Been spraying with the shown "concentrate" every 2 weeks since new growth started to appear. Also sprayed twice with the "ready to spray". Both list aphids. Still see those insects.


----------



## Awar (Feb 25, 2019)

For more info:

The concentrate has active ingredient "tau-fluvalinate"

The ready-to-spray has active ingredient "cyfluthrin"


----------



## AlexH (Sep 9, 2018)

They look like aphids. Try spraying them off with water, that's how I deal with them in the vegetable garden.


----------



## Awar (Feb 25, 2019)

AlexH said:


> They look like aphids. Try spraying them off with water, that's how I deal with them in the vegetable garden.


Thanks @AlexH. I was going to hose them off because I thought they died. But upon a closer look many are still active 

I'll go ahead and try to hose them away!


----------



## FlowRider (Apr 7, 2019)

Bifenthrin will kill them all.

Then you can hose off the dead bugs....


----------



## Greendoc (Mar 24, 2018)

Imidacloprid applied to the roots.


----------



## Awar (Feb 25, 2019)

FlowRider said:


> Bifenthrin will kill them all.
> 
> Then you can hose off the dead bugs....





Greendoc said:


> Imidacloprid applied to the roots.


Thanks @FlowRider & @Greendoc! I have Talstar P (Bifenthrin) so I'll apply that later today and see how it goes.


----------



## quadmasta (Apr 3, 2019)

You can kill aphids with just dawn dish detergent mixed in water. The dish detergent essentially dissolves their exoskeleton.
AvE made a video about it a few years ago.
https://www.youtube.com/watch?v=MYBamOW7YFc

Also, if you get some lady beetles they'll go to town killin 'em off. I've ordered a few thousand from Amazon the past few years and they've done a number on the aphids. Every year there are fewer returning but I've kept up ordering my little red soldiers.


----------



## Awar (Feb 25, 2019)

quadmasta said:


> You can kill aphids with just dawn dish detergent mixed in water. The dish detergent essentially dissolves their exoskeleton.
> AvE made a video about it a few years ago.
> 
> 
> ...


@quadmasta I made fun of my mother in law when she told my wife to use dish soap with water! Apparently she was right :shock:

I never ever thought about buying lady bugs and dumping them around my yard, but after a few minutes of research I found out how much I don't know about gardening in general :lol: I would've never guessed Amazon sold those either!

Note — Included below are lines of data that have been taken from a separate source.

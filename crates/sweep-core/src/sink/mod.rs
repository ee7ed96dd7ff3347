pub mod plot;
pub mod report;
pub mod table;

use crate::domain::{SweepError, SweepResult};
use std::fs;
use std::io::Write;
use std::path::Path;
use tempfile::NamedTempFile;

pub use plot::{PlotConfig, check_plot_path, render_svg, write_plot};
pub use report::{SweepReport, write_report};
pub use table::{TableFormat, render_table, write_table};

pub fn normalize_text_artifact(content: &str) -> String {
    let mut normalized = content.replace("\r\n", "\n").replace('\r', "\n");
    if !normalized.is_empty() && !normalized.ends_with('\n') {
        normalized.push('\n');
    }
    normalized
}

/// Writes `content` next to `path` first and renames it into place, so a
/// crash never leaves a truncated artifact behind.
pub fn write_text_atomic(path: &Path, content: &str) -> SweepResult<()> {
    let parent = match path.parent() {
        Some(parent) if !parent.as_os_str().is_empty() => parent,
        _ => Path::new("."),
    };
    fs::create_dir_all(parent).map_err(|source| SweepError::sink(path, source))?;

    let mut staged = NamedTempFile::new_in(parent).map_err(|source| SweepError::sink(path, source))?;
    staged
        .write_all(normalize_text_artifact(content).as_bytes())
        .and_then(|()| staged.flush())
        .map_err(|source| SweepError::sink(path, source))?;
    staged
        .persist(path)
        .map_err(|source| SweepError::sink(path, source.error))?;
    Ok(())
}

I already sprayed the tree with Talstar P using slightly higher than the label rate for aphids. I'll go out tomorrow and hit them with dish detergent if I see any active aphids!


----------



## quadmasta (Apr 3, 2019)

If you end up ordering ladybugs from Amazon, submit your order before noon on Monday so they'll be delivered before the weekend. Temps are starting to get to where they won't survive in a UPS/USPS warehouse over the weekend. Put them in the fridge at least for a few days before you put them out and make sure you follow the instructions in the box or they'll all fly away.


----------



## Awar (Feb 25, 2019)

It looks like Talstar P took care of them. I went out and poked around and none were moving. So I hosed them off and will keep an eye out there!

Appreciate everybody's help :thumbup:


----------